23.4.2 Step 2: Vectorize payoff computation
The key rewrite replaces the inner double loop with four matrix-shift operations.
set.seed(42)
t_vec <- system.time(result_vec <- spatial_pd_vectorized(n = 40, rounds = 20))
cat(sprintf(" Vectorized time: %.3f s\n", t_vec["elapsed"]))#> Vectorized time: 0.006 s
#> Loop-based time: 0.176 s
#> Speedup: 29.3x
23.4.3 Step 3: Memory pre-allocation matters
A common anti-pattern in R is growing a data frame row by row. We demonstrate the cost.

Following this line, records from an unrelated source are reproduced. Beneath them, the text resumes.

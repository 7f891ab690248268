use serde::{Deserialize, Serialize};

// ━━━━━━━━━━━━━━━━━━━━━━━━━━━━━━━━━━━━━━━━━━━━━━━━━━━━━━━━━━━━━━━━━━
// Context budget
// ━━━━━━━━━━━━━━━━━━━━━━━━━━━━━━━━━━━━━━━━━━━━━━━━━━━━━━━━━━━━━━━━━━

/// Thresholds for context-window usage, as fractions of the model's
/// context window. Below `alert_fraction` is the green zone; between
/// alert and trigger is the alert zone; at or above `trigger_fraction`
/// compaction is due.
#[derive(Debug, Clone, Serialize, Deserialize)]
pub struct ContextConfig {
    #[serde(default = "d_alert")]
    pub alert_fraction: f64,
    #[serde(default = "d_trigger")]
    pub trigger_fraction: f64,
    /// Fallback context window when the provider doesn't report one.
    #[serde(default = "d_window")]
    pub default_window_tokens: u64,
}

impl Default for ContextConfig {
    fn default() -> Self {
        Self {
            alert_fraction: d_alert(),
            trigger_fraction: d_trigger(),
            default_window_tokens: d_window(),
        }
    }
}

// ── serde default helpers ───────────────────────────────────────────

fn d_alert() -> f64 {
    0.70
}
fn d_trigger() -> f64 {
    0.85
}
fn d_window() -> u64 {
    200_000
}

# Growing a vector vs pre-allocated
grow_vector <- function(n) {
v <- c()
for (i in seq_len(n)) {
v <- c(v, i)
}
v
}
prealloc_vector <- function(n) {
v <- numeric(n)
for (i in seq_len(n)) {
v[i] <- i
}
v
}
sizes <- c(1000, 5000, 10000, 20000)
prealloc_results <- list()
for (sz in sizes) {
t_grow <- system.time(grow_vector(sz))["elapsed"]
t_pre <- system.time(prealloc_vector(sz))["elapsed"]
prealloc_results[[length(prealloc_results) + 1]] <- tibble(
n = sz, grow = t_grow, prealloc = t_pre
)
}
prealloc_df <- bind_rows(prealloc_results)
cat("Growing vs pre-allocated vector (seconds):\n\n")#> Growing vs pre-allocated vector (seconds):
#> n Grow Prealloc Speedup
for (i in seq_len(nrow(prealloc_df))) {
sp <- if (prealloc_df$prealloc[i] > 0) prealloc_df$grow[i]/prealloc_df$prealloc[i] else Inf
cat(sprintf(" %-8s %-8.4f %-10.4f %.0fx\n",
scales::comma(prealloc_df$n[i]), prealloc_df$grow[i], prealloc_df$prealloc[i], sp))
}#> 1,000 0.0040 0.0030 1x
#> 5,000 0.0220 0.0010 22x
#> 10,000 0.0860 0.0000 Infx
#> 20,000 0.3350 0.0010 335x
The growing vector copies the entire vector on each append, producing \(O(n^2)\) total work. Pre-allocation is \(O(n)\).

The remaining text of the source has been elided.